» Brief
Where the word "HashMap" occurs in a line of the listing, please copy the line.

» Dataset
//! Communication strength between co-authors.
//!
//! Based on Conway's law: a project works best when its organizational
//! structure mirrors the software. For each pair of authors the number of
//! shared entities is divided by the pair's averaged total revisions.
//!
//! The normalization is a heuristic. Dividing an entity count by a revision
//! average does not measure "fraction of shared work" exactly, but the
//! formula is kept as is so scores stay comparable with earlier analyses.

use std::collections::HashMap;

use conway_core::{
    Change, CommunicationConfig, CommunicationRecord, ConwayError, Effort, PairOrder, SortOrder,
};
use tracing::debug;

use crate::effort::by_revisions_per_author;
use crate::pairs::{label_pair, tally_pairs, tally_pairs_parallel};

/// Options for communication analysis.
///
/// # Examples
///
/// ```
/// use conway_comms::communication::CommunicationOptions;
///
/// let opts = CommunicationOptions::default();
/// assert_eq!(opts.min_shared, 1);
/// assert_eq!(opts.parallel_threshold, 1024);
/// ```
#[derive(Debug, Clone)]
pub struct CommunicationOptions {
    /// How author/peer are labelled (default: canonical).
    pub pair_order: PairOrder,
    /// Output ordering (default: pair).
    pub sort: SortOrder,
    /// Minimum shared entities to report a pair (default: 1).
    pub min_shared: u32,
    /// Minimum strength to report a pair (default: 0.0).
    pub min_strength: f64,
    /// Effort count from which the tally runs in parallel (default: 1024, 0 = never).
    pub parallel_threshold: usize,
}

impl Default for CommunicationOptions {
    fn default() -> Self {
        Self::from(&CommunicationConfig::default())
    }
}

impl From<&CommunicationConfig> for CommunicationOptions {
    fn from(config: &CommunicationConfig) -> Self {
        Self {
            pair_order: config.pair_order,
            sort: config.sort,
            min_shared: config.min_shared,
            min_strength: config.min_strength,
            parallel_threshold: config.parallel_threshold,
        }
    }
}

impl From<&CommunicationOptions> for CommunicationConfig {
    fn from(options: &CommunicationOptions) -> Self {
        Self {
            pair_order: options.pair_order,
            sort: options.sort,
            min_shared: options.min_shared,
            min_strength: options.min_strength,
            parallel_threshold: options.parallel_threshold,
        }
    }
}

impl CommunicationOptions {
    /// Check thresholds with the same rules as [`CommunicationConfig::validate`].
    ///
    /// # Errors
    ///
    /// Returns [`ConwayError::Config`] if `min_strength` is negative or not finite.
    pub fn validate(&self) -> Result<(), ConwayError> {
        CommunicationConfig::from(self).validate()
    }

    fn use_parallel(&self, efforts: usize) -> bool {
        self.parallel_threshold > 0 && efforts >= self.parallel_threshold
    }
}

/// Sum each author's revisions across all efforts.
///
/// # Examples
///
/// ```
/// use conway_core::{AuthorRevision, Effort};
/// use conway_comms::communication::revisions_per_author;
///
/// let efforts = vec![
///     Effort::new("a.rs", vec![AuthorRevision::new("alice", 3)]),
///     Effort::new("b.rs", vec![AuthorRevision::new("alice", 1)]),
/// ];
/// assert_eq!(revisions_per_author(&efforts)["alice"], 4);
/// ```
pub fn revisions_per_author(efforts: &[Effort]) -> HashMap<String, u64> {
    let mut per_author: HashMap<String, u64> = HashMap::new();
    for effort in efforts {
        for rev in &effort.authors {
            let total = per_author.entry(rev.author.clone()).or_default();
            *total = total.saturating_add(u64::from(rev.revisions));
        }
    }
    per_author
}

/// `ceil((a + b) / 2)` as a float.
///
/// # Examples
///
/// ```
/// use conway_comms::communication::average_volume;
///
/// assert_eq!(average_volume(4, 6), 5.0);
/// assert_eq!(average_volume(4, 3), 4.0);
/// ```
pub fn average_volume(a: u64, b: u64) -> f64 {
    a.saturating_add(b).div_ceil(2) as f64
}

/// `shared / average`, or 0 when `average` is 0.
///
/// # Examples
///
/// ```
/// use conway_comms::communication::strength;
///
/// assert_eq!(strength(2, 5.0), 0.4);
/// assert_eq!(strength(3, 0.0), 0.0);
/// ```
pub fn strength(shared: u32, average: f64) -> f64 {
    if average == 0.0 {
        0.0
    } else {
        f64::from(shared) / average
    }
}

/// Calculate communication strength between authors from shared entities.
///
/// Returns one record per unordered pair of authors sharing at least
/// `min_shared` entities and reaching `min_strength`, ordered per
/// `options.sort`. An effort with fewer than two authors contributes
/// nothing.
///
/// # Errors
///
/// Returns [`ConwayError::Config`] if `min_strength` is negative or not finite.
///
/// # Examples
///
/// ```
/// use conway_core::{AuthorRevision, Effort};
/// use conway_comms::communication::{by_shared_entities, CommunicationOptions};
///
/// let efforts = vec![
///     Effort::new("a.rs", vec![AuthorRevision::new("A", 3), AuthorRevision::new("B", 2)]),
///     Effort::new(
///         "b.rs",
///         vec![
///             AuthorRevision::new("A", 1),
///             AuthorRevision::new("B", 4),
///             AuthorRevision::new("C", 2),
///         ],
///     ),
/// ];
/// let records = by_shared_entities(&efforts, &CommunicationOptions::default()).unwrap();
/// assert_eq!(records.len(), 3);
/// assert_eq!((records[0].author.as_str(), records[0].peer.as_str()), ("A", "B"));
/// assert_eq!(records[0].shared_count, 2);
/// assert_eq!(records[0].average_volume, 5.0);
/// assert!((records[0].strength - 0.4).abs() < f64::EPSILON);
/// ```
pub fn by_shared_entities(
    efforts: &[Effort],
    options: &CommunicationOptions,
) -> Result<Vec<CommunicationRecord>, ConwayError> {
    options.validate()?;

    let per_author = revisions_per_author(efforts);
    let tally = if options.use_parallel(efforts.len()) {
        tally_pairs_parallel(efforts)
    } else {
        tally_pairs(efforts)
    };

    let volume = |author: &str| per_author.get(author).copied().unwrap_or(0);

    let mut records = Vec::with_capacity(tally.len());
    for (key, count) in tally.iter() {
        if count.shared < options.min_shared {
            continue;
        }

        let average = average_volume(volume(&key.0), volume(&key.1));
        let strength = strength(count.shared, average);
        if strength < options.min_strength {
            continue;
        }

        let (author, peer) = label_pair(key, count, options.pair_order);
        records.push(CommunicationRecord {
            author: author.to_string(),
            peer: peer.to_string(),
            shared_count: count.shared,
            average_volume: average,
            strength,
        });
    }

    sort_records(&mut records, options.sort);

    debug!(
        authors = per_author.len(),
        pairs = tally.len(),
        reported = records.len(),
        "computed communication strength"
    );

    Ok(records)
}

/// Aggregate a change log into efforts, then run [`by_shared_entities`].
///
/// # Errors
///
/// Returns [`ConwayError::InvalidInput`] for malformed change rows, or
/// [`ConwayError::Config`] for invalid options.
///
/// # Examples
///
/// ```
/// use conway_core::Change;
/// use conway_comms::communication::{communication_from_changes, CommunicationOptions};
///
/// let changes = vec![
///     Change::new("a.rs", "alice", "r1"),
///     Change::new("a.rs", "bob", "r2"),
/// ];
/// let records = communication_from_changes(&changes, &CommunicationOptions::default()).unwrap();
/// assert_eq!(records.len(), 1);
/// assert_eq!(records[0].strength, 1.0);
/// ```
pub fn communication_from_changes(
    changes: &[Change],
    options: &CommunicationOptions,
) -> Result<Vec<CommunicationRecord>, ConwayError> {
    let efforts = by_revisions_per_author(changes)?;
    by_shared_entities(&efforts, options)
}

fn sort_records(records: &mut [CommunicationRecord], sort: SortOrder) {
    match sort {
        SortOrder::Pair => {
            records.sort_by(|a, b| a.author.cmp(&b.author).then_with(|| a.peer.cmp(&b.peer)));
        }
        SortOrder::Strength => {
            records.sort_by(|a, b| {
                b.strength
                    .partial_cmp(&a.strength)
                    .unwrap_or(std::cmp::Ordering::Equal)
                    .then_with(|| a.author.cmp(&b.author))
                    .then_with(|| a.peer.cmp(&b.peer))
            });
        }
    }
}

» Solution
use std::collections::HashMap;
pub fn revisions_per_author(efforts: &[Effort]) -> HashMap<String, u64> {
    let mut per_author: HashMap<String, u64> = HashMap::new();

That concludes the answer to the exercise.